How to complete this task: In the entries below, find the line with "not new control" and the line with "let needle = term.trim().to_lowercase();"; give again those lines and every line between them, exactly.

Given records:

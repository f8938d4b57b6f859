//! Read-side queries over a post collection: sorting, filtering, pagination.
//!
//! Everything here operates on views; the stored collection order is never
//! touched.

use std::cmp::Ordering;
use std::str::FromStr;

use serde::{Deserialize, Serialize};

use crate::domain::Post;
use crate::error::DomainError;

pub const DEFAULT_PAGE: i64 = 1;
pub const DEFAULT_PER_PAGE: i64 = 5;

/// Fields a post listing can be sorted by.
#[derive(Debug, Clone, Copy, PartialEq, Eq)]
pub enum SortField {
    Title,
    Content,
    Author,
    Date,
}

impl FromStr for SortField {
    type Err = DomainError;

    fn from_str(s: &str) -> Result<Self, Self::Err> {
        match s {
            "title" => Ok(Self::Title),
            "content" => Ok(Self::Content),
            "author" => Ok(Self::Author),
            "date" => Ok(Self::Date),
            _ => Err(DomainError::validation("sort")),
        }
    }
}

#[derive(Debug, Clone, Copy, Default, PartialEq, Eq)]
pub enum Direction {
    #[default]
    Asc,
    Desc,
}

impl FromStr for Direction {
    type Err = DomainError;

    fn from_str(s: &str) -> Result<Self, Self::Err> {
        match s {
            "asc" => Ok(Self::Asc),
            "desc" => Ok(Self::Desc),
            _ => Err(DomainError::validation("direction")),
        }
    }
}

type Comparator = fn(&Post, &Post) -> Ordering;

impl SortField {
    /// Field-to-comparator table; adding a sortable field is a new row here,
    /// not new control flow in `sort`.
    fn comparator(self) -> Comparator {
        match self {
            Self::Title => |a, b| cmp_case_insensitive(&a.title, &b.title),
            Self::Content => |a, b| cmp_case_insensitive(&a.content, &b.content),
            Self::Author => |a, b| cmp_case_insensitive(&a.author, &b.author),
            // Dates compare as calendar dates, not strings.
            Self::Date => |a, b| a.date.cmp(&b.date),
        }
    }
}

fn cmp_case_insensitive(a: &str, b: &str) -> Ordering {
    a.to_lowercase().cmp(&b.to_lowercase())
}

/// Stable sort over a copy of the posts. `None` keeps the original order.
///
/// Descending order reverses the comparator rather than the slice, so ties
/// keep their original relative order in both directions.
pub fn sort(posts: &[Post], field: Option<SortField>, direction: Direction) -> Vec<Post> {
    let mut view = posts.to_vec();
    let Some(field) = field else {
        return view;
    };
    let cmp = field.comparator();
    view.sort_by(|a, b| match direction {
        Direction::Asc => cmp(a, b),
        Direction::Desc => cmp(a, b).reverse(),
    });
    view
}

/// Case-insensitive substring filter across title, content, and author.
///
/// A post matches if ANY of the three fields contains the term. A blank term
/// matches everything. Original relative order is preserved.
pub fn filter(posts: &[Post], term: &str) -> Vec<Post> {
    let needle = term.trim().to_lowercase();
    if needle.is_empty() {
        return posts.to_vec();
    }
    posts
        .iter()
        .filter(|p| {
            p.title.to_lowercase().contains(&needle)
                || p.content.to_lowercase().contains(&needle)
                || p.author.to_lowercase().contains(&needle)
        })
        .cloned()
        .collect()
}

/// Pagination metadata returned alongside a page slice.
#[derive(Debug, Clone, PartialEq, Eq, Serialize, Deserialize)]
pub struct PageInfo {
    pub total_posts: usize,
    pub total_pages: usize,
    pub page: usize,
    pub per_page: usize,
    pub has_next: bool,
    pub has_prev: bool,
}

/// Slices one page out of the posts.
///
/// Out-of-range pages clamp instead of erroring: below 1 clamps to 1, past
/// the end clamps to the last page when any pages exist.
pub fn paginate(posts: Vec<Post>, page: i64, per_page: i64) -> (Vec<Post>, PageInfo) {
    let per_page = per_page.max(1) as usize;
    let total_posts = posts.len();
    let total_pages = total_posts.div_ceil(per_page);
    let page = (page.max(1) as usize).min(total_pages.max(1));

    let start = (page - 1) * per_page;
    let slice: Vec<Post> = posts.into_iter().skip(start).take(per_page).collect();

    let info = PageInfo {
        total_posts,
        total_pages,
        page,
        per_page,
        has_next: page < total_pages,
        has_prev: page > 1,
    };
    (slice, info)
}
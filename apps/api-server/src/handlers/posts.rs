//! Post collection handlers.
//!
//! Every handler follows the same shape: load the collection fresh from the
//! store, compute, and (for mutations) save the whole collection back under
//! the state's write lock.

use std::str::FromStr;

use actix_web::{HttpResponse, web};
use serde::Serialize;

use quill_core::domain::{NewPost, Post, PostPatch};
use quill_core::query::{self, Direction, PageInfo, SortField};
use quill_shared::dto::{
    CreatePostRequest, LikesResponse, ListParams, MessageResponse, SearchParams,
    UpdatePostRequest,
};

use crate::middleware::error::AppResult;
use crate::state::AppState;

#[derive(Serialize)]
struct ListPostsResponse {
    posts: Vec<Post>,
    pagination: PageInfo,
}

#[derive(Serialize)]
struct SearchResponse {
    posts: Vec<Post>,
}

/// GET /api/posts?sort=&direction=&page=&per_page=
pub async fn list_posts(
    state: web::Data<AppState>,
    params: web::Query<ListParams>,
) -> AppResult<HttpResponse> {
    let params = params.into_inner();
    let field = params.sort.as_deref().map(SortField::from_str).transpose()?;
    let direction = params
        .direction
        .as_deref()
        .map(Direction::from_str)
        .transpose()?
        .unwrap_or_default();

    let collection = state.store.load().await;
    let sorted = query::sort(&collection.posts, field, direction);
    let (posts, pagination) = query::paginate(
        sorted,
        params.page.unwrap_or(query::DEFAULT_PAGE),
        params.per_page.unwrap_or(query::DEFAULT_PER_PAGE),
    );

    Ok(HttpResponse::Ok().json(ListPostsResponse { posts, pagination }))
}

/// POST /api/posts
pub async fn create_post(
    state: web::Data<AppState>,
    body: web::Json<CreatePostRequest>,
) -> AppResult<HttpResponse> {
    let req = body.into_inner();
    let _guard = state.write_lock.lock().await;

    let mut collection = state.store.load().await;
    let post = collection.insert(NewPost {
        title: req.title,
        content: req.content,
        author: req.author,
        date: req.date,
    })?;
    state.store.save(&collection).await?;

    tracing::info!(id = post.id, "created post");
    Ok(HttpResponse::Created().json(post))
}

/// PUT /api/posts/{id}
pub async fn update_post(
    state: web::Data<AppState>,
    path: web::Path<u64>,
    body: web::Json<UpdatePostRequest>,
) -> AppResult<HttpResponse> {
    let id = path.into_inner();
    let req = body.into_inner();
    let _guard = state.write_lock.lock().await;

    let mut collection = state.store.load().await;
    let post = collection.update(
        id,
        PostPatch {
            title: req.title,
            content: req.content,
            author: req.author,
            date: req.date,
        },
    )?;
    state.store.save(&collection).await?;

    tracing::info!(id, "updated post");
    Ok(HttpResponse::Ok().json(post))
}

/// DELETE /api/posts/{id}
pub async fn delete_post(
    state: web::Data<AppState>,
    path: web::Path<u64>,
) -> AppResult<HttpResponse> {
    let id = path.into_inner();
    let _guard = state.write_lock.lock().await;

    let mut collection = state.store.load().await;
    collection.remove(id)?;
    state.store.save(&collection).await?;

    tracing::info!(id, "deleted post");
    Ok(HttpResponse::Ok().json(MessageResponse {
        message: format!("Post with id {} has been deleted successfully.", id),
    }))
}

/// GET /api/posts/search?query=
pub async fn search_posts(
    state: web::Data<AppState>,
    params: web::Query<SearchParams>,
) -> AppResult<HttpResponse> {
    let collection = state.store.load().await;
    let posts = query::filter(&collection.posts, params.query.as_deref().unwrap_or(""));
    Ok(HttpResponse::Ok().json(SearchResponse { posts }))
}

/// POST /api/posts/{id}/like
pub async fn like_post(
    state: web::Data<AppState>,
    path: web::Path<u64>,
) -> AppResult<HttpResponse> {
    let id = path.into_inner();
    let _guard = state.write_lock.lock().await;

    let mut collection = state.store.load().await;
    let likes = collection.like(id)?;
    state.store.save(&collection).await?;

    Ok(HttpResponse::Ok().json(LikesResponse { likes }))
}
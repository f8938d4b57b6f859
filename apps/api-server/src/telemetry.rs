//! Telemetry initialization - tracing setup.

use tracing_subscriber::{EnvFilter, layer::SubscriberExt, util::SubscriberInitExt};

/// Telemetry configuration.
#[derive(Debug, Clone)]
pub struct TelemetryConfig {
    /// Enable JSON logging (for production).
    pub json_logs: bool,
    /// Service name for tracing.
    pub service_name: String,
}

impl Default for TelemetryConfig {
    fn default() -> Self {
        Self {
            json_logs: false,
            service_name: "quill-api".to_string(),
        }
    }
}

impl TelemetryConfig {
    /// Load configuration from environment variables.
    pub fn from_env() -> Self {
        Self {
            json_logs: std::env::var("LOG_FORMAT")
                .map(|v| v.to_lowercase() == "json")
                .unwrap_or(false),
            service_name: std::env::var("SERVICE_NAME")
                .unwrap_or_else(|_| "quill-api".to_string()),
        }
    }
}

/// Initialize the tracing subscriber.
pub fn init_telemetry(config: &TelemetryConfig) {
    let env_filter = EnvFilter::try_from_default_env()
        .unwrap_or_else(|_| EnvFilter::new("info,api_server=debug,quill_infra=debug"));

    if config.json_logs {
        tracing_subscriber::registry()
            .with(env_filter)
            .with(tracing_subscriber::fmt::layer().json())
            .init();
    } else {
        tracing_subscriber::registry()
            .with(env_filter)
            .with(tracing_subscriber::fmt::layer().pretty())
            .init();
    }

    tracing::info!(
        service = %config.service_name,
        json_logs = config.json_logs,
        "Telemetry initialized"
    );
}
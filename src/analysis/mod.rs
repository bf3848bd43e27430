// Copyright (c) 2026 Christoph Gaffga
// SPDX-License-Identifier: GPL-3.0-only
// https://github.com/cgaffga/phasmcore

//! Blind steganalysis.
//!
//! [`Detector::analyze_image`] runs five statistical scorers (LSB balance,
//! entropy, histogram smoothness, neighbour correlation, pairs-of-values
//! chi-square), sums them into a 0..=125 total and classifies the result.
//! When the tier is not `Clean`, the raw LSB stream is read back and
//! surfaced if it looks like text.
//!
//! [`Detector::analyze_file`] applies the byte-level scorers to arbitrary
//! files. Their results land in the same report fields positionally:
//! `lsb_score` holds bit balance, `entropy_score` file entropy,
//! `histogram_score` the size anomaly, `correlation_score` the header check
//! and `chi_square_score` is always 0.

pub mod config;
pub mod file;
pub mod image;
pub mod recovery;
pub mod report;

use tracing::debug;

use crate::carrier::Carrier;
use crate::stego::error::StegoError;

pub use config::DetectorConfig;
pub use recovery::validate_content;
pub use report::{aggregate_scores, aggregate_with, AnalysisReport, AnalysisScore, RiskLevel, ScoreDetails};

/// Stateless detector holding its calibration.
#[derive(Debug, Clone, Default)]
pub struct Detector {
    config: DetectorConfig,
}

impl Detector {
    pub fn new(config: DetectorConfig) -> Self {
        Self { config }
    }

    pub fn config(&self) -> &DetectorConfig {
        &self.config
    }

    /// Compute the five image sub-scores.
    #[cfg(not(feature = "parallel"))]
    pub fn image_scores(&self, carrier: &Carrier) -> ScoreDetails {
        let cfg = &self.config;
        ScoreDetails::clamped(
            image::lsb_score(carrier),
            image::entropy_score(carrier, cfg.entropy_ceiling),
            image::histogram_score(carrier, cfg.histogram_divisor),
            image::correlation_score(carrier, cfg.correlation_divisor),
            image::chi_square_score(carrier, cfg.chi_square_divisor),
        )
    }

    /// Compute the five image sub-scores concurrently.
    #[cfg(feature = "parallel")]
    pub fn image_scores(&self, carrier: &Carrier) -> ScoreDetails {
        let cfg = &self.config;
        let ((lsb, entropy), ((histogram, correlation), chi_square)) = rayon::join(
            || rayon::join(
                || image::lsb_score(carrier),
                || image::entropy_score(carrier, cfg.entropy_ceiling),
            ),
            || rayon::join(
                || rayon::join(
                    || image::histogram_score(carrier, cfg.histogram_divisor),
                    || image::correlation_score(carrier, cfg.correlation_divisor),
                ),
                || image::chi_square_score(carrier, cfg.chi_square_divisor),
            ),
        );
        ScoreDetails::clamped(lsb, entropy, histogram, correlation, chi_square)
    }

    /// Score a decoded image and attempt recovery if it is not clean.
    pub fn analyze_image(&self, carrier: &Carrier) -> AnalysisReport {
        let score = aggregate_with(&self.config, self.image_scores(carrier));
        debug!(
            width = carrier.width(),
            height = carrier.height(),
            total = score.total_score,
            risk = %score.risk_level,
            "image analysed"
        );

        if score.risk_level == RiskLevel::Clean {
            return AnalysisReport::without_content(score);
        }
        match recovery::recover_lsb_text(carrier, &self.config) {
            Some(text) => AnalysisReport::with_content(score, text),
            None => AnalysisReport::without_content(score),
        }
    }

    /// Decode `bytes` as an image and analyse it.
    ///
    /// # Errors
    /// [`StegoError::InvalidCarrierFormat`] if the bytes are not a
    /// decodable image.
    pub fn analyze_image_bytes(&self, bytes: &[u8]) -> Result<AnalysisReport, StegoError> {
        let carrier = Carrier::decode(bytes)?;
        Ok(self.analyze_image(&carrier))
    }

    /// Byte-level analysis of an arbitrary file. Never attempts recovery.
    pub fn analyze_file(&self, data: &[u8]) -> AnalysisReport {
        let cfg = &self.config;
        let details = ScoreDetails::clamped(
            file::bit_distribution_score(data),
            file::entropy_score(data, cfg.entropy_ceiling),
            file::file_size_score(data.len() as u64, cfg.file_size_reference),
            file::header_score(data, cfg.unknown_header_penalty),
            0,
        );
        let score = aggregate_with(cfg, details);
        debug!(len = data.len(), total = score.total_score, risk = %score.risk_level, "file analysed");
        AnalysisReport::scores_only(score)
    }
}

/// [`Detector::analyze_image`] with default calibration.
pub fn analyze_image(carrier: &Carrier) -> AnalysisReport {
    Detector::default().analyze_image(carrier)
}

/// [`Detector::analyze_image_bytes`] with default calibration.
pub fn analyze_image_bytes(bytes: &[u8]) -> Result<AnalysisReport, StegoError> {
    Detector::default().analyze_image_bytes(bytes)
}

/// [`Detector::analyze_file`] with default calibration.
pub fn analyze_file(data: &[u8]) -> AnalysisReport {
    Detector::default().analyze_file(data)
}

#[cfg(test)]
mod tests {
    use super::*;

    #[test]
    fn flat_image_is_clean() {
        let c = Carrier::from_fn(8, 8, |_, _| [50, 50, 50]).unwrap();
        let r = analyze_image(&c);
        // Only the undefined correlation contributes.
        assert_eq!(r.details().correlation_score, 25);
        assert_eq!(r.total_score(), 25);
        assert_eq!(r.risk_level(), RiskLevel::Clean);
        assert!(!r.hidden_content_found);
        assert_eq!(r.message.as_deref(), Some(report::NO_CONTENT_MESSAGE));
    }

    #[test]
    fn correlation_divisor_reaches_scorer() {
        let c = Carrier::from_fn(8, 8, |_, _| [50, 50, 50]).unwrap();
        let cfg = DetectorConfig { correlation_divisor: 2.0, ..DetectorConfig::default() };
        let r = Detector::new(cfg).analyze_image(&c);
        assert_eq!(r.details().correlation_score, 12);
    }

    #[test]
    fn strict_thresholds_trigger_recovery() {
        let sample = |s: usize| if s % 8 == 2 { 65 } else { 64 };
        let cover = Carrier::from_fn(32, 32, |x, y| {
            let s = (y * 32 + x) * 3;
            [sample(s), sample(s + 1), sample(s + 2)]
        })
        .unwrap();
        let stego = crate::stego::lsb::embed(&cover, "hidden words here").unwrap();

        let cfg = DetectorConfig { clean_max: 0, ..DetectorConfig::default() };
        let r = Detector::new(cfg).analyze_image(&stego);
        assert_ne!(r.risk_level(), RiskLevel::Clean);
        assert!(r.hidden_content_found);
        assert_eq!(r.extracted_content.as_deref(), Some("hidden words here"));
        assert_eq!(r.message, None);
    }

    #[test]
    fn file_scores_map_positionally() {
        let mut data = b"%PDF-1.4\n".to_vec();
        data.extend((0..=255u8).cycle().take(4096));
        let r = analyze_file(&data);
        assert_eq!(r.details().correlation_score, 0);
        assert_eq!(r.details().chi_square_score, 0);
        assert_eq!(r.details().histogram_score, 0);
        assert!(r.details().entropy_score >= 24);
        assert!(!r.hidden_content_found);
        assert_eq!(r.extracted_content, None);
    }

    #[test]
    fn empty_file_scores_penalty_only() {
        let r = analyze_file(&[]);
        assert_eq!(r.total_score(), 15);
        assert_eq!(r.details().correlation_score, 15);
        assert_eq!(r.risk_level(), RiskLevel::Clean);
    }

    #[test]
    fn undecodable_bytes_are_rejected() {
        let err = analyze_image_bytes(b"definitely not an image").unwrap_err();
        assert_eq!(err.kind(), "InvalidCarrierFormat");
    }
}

Response box:
    /// not new control flow in `sort`.
    fn comparator(self) -> Comparator {
        match self {
            Self::Title => |a, b| cmp_case_insensitive(&a.title, &b.title),
            Self::Content => |a, b| cmp_case_insensitive(&a.content, &b.content),
            Self::Author => |a, b| cmp_case_insensitive(&a.author, &b.author),
            // Dates compare as calendar dates, not strings.
            Self::Date => |a, b| a.date.cmp(&b.date),
        }
    }
}

fn cmp_case_insensitive(a: &str, b: &str) -> Ordering {
    a.to_lowercase().cmp(&b.to_lowercase())
}

/// Stable sort over a copy of the posts. `None` keeps the original order.
///
/// Descending order reverses the comparator rather than the slice, so ties
/// keep their original relative order in both directions.
pub fn sort(posts: &[Post], field: Option<SortField>, direction: Direction) -> Vec<Post> {
    let mut view = posts.to_vec();
    let Some(field) = field else {
        return view;
    };
    let cmp = field.comparator();
    view.sort_by(|a, b| match direction {
        Direction::Asc => cmp(a, b),
        Direction::Desc => cmp(a, b).reverse(),
    });
    view
}

/// Case-insensitive substring filter across title, content, and author.
///
/// A post matches if ANY of the three fields contains the term. A blank term
/// matches everything. Original relative order is preserved.
pub fn filter(posts: &[Post], term: &str) -> Vec<Post> {
    let needle = term.trim().to_lowercase();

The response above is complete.